* [Task description] Provide the count of lines below that include the word "ClientEvent", without any accompanying remarks.

* [Source material]
☆ ☆ ☆

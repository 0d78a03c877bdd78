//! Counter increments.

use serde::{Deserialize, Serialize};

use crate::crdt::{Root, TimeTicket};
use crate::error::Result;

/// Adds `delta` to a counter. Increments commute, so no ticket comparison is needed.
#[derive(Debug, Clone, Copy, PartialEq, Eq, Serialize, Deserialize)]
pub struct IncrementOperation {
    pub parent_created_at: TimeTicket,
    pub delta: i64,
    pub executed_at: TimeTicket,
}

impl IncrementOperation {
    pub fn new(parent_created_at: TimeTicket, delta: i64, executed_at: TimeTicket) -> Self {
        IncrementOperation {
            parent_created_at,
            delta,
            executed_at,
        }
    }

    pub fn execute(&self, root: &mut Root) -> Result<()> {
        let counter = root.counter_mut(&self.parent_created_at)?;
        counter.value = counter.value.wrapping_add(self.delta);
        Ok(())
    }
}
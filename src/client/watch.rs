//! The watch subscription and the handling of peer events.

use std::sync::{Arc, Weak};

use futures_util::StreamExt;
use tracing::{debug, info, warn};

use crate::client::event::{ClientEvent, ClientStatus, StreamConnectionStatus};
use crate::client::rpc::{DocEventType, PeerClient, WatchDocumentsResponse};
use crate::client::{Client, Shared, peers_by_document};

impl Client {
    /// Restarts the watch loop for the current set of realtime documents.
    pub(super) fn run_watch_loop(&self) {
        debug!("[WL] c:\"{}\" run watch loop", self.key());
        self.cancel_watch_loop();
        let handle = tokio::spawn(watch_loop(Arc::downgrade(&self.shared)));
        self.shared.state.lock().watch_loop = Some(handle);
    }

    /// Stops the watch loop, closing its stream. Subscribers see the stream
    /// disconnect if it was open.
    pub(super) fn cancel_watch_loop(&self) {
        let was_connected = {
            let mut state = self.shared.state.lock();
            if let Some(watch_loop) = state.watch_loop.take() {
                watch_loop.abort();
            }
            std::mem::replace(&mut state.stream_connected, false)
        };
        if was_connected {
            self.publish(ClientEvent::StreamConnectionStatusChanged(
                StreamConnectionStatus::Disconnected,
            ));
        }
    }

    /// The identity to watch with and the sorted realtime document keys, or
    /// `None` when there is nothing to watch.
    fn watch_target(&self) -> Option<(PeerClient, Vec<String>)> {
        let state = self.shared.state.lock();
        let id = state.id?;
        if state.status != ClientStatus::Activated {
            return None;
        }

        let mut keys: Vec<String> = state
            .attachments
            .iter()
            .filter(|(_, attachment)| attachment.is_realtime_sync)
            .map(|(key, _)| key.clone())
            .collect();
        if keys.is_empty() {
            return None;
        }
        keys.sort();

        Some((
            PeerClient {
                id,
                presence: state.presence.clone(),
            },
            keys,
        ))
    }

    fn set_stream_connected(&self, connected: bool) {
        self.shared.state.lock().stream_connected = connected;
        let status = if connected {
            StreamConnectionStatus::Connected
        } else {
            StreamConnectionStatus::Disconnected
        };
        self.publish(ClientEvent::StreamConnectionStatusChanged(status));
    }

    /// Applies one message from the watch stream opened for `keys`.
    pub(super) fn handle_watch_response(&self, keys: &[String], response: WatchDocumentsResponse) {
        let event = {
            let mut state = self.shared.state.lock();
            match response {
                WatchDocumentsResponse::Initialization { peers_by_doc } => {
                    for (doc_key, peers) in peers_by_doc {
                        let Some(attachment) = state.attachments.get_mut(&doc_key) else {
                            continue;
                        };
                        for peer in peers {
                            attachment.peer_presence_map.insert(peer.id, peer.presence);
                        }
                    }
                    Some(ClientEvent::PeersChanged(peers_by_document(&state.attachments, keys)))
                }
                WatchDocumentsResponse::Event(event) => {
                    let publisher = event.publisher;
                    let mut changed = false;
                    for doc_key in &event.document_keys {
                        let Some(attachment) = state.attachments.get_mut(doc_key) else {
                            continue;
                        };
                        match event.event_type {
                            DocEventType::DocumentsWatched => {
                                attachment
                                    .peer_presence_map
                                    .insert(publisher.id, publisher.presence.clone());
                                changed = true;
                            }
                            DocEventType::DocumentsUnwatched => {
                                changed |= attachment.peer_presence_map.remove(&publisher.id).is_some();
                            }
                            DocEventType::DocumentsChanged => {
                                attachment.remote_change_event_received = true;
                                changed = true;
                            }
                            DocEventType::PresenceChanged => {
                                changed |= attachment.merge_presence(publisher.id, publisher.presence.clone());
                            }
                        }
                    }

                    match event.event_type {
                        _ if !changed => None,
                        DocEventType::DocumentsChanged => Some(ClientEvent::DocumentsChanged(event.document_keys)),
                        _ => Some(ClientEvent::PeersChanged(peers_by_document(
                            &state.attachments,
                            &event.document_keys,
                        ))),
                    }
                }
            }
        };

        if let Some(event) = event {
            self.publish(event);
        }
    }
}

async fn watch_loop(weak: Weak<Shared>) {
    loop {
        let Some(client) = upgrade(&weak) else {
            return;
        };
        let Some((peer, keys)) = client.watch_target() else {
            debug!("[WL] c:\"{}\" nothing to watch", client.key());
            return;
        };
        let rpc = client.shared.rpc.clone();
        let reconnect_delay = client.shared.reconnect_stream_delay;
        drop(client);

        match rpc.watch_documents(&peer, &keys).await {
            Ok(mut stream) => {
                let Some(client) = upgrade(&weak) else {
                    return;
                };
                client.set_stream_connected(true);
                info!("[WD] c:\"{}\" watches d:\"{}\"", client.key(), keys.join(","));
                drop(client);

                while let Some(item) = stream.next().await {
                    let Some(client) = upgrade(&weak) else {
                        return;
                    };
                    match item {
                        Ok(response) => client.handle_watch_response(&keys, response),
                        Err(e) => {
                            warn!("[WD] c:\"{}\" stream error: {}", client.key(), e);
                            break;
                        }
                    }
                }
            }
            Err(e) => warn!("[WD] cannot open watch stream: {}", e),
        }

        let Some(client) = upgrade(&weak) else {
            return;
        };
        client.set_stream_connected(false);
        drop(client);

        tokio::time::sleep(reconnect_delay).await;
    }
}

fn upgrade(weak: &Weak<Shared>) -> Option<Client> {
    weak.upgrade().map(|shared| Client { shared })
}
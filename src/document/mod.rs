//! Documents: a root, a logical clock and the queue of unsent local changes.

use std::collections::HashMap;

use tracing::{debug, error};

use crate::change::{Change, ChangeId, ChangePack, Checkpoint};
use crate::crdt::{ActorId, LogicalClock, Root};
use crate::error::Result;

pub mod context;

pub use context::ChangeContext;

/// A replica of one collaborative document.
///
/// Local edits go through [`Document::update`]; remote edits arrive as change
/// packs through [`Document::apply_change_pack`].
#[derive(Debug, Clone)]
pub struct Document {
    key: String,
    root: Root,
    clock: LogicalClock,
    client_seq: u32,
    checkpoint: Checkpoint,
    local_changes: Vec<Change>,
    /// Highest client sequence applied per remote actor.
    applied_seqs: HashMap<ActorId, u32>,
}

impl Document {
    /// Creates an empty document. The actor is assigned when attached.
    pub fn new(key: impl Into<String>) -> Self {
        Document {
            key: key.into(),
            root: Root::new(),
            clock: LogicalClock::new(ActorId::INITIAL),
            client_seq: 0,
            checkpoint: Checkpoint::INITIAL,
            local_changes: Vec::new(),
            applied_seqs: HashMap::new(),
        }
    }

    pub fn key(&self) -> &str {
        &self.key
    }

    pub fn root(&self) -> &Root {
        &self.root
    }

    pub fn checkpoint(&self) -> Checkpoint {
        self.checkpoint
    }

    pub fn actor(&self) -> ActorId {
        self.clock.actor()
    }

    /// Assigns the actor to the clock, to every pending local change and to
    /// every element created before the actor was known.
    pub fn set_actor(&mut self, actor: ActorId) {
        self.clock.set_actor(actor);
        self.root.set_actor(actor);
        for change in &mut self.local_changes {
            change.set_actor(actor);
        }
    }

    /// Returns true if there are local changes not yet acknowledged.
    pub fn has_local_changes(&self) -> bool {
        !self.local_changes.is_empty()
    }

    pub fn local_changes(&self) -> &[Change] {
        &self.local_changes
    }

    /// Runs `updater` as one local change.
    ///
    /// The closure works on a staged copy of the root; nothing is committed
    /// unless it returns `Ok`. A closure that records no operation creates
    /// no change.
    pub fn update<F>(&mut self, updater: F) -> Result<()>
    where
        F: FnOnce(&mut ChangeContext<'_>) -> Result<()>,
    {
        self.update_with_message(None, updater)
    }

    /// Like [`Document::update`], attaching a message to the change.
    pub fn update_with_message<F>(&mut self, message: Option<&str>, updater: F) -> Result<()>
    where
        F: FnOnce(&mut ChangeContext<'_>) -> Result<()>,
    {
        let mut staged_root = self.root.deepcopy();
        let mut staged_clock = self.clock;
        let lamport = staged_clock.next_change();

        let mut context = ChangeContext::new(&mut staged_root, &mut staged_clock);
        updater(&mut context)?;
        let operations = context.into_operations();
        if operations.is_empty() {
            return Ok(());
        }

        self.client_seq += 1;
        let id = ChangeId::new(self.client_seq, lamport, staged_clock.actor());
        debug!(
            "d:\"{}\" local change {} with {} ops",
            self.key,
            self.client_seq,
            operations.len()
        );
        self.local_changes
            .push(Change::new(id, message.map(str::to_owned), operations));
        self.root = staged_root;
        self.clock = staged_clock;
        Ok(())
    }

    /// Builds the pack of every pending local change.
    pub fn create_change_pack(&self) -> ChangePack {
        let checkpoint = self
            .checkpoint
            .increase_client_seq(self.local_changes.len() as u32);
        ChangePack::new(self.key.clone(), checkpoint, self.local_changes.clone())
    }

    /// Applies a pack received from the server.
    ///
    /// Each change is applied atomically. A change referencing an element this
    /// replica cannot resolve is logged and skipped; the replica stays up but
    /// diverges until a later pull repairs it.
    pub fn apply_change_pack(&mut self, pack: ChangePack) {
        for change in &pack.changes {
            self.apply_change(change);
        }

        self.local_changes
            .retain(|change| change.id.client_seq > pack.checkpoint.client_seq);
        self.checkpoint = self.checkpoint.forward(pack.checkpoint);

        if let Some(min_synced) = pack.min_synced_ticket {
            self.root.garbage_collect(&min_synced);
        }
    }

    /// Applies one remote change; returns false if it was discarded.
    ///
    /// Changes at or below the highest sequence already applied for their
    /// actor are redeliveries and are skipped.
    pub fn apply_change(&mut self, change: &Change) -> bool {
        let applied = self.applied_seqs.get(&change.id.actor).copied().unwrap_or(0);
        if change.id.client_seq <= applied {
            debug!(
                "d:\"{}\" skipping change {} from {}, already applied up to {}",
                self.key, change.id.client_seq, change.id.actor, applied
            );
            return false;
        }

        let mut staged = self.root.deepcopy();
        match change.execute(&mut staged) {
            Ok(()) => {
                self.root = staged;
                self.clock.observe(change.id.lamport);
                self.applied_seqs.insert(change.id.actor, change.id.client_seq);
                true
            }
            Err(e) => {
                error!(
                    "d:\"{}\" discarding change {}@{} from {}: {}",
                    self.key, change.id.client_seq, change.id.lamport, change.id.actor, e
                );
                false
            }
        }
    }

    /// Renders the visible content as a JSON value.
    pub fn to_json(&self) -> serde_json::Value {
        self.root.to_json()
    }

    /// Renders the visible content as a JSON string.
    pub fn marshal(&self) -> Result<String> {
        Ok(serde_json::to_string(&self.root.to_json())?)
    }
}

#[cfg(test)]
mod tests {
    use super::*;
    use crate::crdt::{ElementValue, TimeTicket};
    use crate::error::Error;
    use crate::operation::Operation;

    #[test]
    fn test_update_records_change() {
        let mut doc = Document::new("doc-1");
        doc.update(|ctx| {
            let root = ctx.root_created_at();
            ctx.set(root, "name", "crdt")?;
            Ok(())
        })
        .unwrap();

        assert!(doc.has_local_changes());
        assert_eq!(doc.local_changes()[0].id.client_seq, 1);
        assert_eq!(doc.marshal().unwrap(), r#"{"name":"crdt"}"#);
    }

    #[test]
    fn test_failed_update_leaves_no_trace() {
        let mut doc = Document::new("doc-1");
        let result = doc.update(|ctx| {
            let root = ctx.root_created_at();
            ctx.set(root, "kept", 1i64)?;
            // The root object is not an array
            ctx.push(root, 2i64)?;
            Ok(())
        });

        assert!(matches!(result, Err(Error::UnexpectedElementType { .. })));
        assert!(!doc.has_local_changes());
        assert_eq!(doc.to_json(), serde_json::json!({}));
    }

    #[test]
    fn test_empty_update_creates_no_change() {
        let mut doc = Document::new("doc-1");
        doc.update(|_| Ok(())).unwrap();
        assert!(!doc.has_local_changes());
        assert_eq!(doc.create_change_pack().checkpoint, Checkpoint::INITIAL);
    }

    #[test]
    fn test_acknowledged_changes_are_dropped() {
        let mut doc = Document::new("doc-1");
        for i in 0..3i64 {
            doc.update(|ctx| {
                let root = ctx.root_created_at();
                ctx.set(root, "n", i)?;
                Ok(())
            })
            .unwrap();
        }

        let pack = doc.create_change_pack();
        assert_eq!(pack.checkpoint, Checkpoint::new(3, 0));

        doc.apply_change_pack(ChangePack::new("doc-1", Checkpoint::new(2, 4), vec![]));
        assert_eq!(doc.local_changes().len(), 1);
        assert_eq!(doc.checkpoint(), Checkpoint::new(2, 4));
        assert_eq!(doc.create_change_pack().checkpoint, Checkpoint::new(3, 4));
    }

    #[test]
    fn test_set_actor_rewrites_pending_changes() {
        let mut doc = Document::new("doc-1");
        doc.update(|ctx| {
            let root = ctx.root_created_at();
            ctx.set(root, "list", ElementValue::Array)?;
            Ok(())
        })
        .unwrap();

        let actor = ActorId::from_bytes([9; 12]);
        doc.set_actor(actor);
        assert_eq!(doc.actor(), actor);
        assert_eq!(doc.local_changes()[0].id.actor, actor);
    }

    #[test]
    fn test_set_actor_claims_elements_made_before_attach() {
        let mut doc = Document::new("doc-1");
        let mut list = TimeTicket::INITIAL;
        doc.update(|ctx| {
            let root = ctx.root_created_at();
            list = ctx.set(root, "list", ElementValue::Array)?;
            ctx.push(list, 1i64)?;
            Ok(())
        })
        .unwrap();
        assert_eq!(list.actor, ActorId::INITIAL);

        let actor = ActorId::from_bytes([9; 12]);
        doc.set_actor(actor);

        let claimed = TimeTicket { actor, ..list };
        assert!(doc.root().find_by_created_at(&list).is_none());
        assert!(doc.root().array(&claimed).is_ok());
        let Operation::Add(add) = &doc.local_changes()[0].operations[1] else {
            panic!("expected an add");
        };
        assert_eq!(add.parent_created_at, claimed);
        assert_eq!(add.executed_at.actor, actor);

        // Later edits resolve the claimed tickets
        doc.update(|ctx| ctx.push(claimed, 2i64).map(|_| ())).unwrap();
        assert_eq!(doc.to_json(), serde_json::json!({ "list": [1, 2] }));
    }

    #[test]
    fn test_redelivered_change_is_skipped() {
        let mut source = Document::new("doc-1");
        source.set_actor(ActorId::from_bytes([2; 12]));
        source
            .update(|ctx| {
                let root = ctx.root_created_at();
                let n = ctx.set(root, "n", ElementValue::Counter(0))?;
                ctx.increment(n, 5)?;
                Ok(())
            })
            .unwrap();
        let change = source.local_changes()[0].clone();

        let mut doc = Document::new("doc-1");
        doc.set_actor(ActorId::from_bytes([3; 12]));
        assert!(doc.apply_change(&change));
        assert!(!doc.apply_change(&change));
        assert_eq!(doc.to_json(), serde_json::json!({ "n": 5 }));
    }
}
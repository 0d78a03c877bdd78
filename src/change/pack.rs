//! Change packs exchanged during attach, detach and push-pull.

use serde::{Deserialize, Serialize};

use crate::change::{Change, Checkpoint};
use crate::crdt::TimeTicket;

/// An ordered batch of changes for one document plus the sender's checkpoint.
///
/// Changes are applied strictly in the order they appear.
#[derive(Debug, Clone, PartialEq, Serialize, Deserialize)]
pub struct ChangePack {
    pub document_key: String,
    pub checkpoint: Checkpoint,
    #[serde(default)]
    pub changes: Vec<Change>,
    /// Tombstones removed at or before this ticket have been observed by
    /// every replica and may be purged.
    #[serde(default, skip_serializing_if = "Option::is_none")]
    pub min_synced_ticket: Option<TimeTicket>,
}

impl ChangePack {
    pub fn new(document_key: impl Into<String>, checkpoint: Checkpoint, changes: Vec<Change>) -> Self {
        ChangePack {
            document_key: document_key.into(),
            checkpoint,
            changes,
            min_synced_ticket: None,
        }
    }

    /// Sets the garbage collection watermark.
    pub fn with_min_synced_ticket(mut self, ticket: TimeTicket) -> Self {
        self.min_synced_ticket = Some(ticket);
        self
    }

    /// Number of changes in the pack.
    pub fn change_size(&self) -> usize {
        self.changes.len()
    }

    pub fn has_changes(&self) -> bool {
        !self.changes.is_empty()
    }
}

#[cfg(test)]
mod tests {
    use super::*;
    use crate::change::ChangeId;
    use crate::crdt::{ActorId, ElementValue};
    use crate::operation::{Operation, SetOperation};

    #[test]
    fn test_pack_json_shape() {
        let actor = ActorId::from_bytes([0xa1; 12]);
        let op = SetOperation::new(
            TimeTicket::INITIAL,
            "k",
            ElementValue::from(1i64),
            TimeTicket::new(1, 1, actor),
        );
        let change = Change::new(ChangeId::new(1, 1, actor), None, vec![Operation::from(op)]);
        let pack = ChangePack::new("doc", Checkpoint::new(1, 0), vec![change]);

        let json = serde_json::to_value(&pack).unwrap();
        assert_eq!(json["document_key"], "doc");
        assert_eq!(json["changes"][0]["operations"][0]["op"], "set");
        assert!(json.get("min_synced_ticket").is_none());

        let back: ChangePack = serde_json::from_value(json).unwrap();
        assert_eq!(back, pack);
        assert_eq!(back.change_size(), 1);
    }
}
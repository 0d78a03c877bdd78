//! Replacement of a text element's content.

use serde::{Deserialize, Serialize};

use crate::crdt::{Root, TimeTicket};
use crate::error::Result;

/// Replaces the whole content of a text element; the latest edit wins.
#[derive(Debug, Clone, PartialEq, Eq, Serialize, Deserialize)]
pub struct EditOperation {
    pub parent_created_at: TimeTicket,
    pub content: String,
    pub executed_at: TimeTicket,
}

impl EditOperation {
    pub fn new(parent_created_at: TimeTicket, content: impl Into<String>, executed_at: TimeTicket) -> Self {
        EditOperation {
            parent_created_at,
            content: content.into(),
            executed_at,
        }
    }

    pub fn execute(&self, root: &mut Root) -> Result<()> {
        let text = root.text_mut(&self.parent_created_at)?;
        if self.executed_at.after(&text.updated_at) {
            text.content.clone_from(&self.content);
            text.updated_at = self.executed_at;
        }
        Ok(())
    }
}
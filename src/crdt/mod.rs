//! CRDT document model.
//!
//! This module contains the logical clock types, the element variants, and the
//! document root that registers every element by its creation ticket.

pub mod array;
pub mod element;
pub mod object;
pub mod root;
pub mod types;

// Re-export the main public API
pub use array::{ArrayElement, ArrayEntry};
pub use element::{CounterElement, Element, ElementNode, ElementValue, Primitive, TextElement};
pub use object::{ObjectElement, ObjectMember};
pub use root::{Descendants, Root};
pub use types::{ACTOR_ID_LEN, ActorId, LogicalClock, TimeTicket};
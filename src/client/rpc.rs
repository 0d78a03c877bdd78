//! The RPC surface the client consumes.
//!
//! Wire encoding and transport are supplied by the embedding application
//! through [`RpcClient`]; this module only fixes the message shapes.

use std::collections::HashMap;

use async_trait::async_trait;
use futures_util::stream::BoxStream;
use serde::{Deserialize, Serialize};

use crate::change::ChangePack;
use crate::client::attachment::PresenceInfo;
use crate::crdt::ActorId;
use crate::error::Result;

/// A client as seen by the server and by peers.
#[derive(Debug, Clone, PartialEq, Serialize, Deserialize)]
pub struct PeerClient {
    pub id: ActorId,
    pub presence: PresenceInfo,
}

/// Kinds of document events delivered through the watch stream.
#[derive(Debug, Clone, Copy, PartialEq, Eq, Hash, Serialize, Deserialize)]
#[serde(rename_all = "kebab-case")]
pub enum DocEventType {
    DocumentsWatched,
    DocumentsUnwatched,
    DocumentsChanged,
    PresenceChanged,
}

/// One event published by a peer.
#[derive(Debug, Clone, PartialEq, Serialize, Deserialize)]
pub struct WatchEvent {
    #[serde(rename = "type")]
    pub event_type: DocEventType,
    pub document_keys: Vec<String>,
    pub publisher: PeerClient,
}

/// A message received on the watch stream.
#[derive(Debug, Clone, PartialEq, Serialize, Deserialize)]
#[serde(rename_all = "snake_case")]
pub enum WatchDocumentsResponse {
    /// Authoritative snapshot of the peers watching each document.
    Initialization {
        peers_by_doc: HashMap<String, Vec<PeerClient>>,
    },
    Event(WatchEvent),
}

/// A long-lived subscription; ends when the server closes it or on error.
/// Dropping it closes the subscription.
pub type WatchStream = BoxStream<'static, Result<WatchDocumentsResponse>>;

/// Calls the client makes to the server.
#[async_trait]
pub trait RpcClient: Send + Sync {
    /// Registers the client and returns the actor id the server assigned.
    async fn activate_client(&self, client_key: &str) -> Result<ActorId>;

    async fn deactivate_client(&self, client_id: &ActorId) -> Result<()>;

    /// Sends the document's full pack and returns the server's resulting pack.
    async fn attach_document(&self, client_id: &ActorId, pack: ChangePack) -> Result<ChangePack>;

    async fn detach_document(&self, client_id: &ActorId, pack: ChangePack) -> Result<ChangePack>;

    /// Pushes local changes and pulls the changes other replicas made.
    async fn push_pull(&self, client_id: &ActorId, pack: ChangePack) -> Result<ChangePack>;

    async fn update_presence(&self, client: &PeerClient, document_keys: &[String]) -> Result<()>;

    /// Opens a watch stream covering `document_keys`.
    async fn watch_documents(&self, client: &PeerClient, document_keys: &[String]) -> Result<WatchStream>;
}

☆ ☆ ☆

* [Answer section] 6